Damit läuft das geplante Gesetz zu den Trennbanken doch auf eine Lex Deutsche Bank hinaus, die hierzulande bei weitem am stärksten betroffen wäre. In einer Umfrage der größten Hedgefonds zählt die Bank weltweit zu den meistgenannten Banken, mit denen die Fonds Geschäfte machen. Laut den Tabellen der Fachpublikation „Global Custodian" spielt die Deutsche Bank in einer Liga mit JP Morgan, Bank of America Merrill Lynch, Barclays, Citigroup, Credit Suisse, Goldman Sachs, Morgan Stanley und UBS . Andere deutsche Institute tauchen unter den Top-Playern nicht auf.

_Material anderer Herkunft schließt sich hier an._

use chrono::{Duration, Utc};
use jsonwebtoken::{decode, encode, Algorithm, DecodingKey, EncodingKey, Header, Validation};
use serde::{Deserialize, Serialize};
use uuid::Uuid;

use crate::config::JwtConfig;

/// Issues and validates HS256 access tokens.
#[derive(Clone)]
pub struct JwtService {
    encoding_key: EncodingKey,
    decoding_key: DecodingKey,
    expiry_minutes: i64,
}

/// Claims carried by an access token.
#[derive(Debug, Clone, Serialize, Deserialize)]
pub struct AccessTokenClaims {
    /// Subject (user ID)
    pub sub: String,
    pub email: String,
    /// Expiration time (Unix timestamp)
    pub exp: i64,
    /// Issued at (Unix timestamp)
    pub iat: i64,
    pub jti: String,
}

impl AccessTokenClaims {
    pub fn user_id(&self) -> Result<Uuid, anyhow::Error> {
        Uuid::parse_str(&self.sub).map_err(|e| anyhow::anyhow!("Invalid subject in token: {}", e))
    }
}

impl JwtService {
    pub fn new(config: &JwtConfig) -> Result<Self, anyhow::Error> {
        if config.secret.is_empty() {
            return Err(anyhow::anyhow!("JWT secret must not be empty"));
        }

        tracing::info!("JWT service initialized with HS256 secret");

        Ok(Self {
            encoding_key: EncodingKey::from_secret(config.secret.as_bytes()),
            decoding_key: DecodingKey::from_secret(config.secret.as_bytes()),
            expiry_minutes: config.expiry_minutes,
        })
    }

    /// Generate an access token for a user
    pub fn generate_access_token(&self, user_id: Uuid, email: &str) -> Result<String, anyhow::Error> {
        let now = Utc::now();
        let exp = now + Duration::minutes(self.expiry_minutes);

        let claims = AccessTokenClaims {
            sub: user_id.to_string(),
            email: email.to_string(),
            exp: exp.timestamp(),
            iat: now.timestamp(),
            jti: Uuid::new_v4().to_string(),
        };

        encode(&Header::new(Algorithm::HS256), &claims, &self.encoding_key)
            .map_err(|e| anyhow::anyhow!("Failed to encode access token: {}", e))
    }

    /// Validate and decode an access token
    pub fn validate_access_token(&self, token: &str) -> Result<AccessTokenClaims, anyhow::Error> {
        let mut validation = Validation::new(Algorithm::HS256);
        validation.validate_exp = true;

        let token_data = decode::<AccessTokenClaims>(token, &self.decoding_key, &validation)
            .map_err(|e| anyhow::anyhow!("Invalid access token: {}", e))?;

        Ok(token_data.claims)
    }

    pub fn expiry_seconds(&self) -> i64 {
        self.expiry_minutes * 60
    }
}

#[cfg(test)]
mod tests {
    use super::*;

    fn config(expiry_minutes: i64) -> JwtConfig {
        JwtConfig {
            secret: "test-secret".to_string(),
            expiry_minutes,
        }
    }

    #[test]
    fn test_access_token_generation_and_validation() -> Result<(), anyhow::Error> {
        let service = JwtService::new(&config(60))?;
        let user_id = Uuid::new_v4();

        let token = service.generate_access_token(user_id, "jonas@example.lt")?;
        let claims = service.validate_access_token(&token)?;

        assert_eq!(claims.user_id()?, user_id);
        assert_eq!(claims.email, "jonas@example.lt");
        assert_eq!(claims.exp - claims.iat, 3600);
        Ok(())
    }

    #[test]
    fn test_token_signed_with_other_secret_is_rejected() -> Result<(), anyhow::Error> {
        let service = JwtService::new(&config(60))?;
        let other = JwtService::new(&JwtConfig {
            secret: "another-secret".to_string(),
            expiry_minutes: 60,
        })?;

        let token = other.generate_access_token(Uuid::new_v4(), "a@b.lt")?;
        assert!(service.validate_access_token(&token).is_err());
        Ok(())
    }

    #[test]
    fn test_expired_token_is_rejected() -> Result<(), anyhow::Error> {
        let service = JwtService::new(&config(-10))?;
        let token = service.generate_access_token(Uuid::new_v4(), "a@b.lt")?;
        assert!(service.validate_access_token(&token).is_err());
        Ok(())
    }

    #[test]
    fn test_empty_secret_is_rejected() {
        assert!(JwtService::new(&JwtConfig {
            secret: String::new(),
            expiry_minutes: 60,
        })
        .is_err());
    }
}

Deutsche Bank baute Hedgefonds-Geschäft aus
Die Deutsche Bank gibt keine Zahlen zum Umfang des Hedgefonds-Geschäfts heraus, Analysten verschiedener Brokerhäuser jedoch sprechen von einem „signifikanten" Anteil am Investmentbanking des Instituts. Die Deutsche Bank habe in der Krise Marktanteile übernommen, als andere Instituten ausgestiegen sind, sagte ein Analyst. Eine Abtrennung des Geschäfts könnte die Bank daher teuer zu stehen kommen.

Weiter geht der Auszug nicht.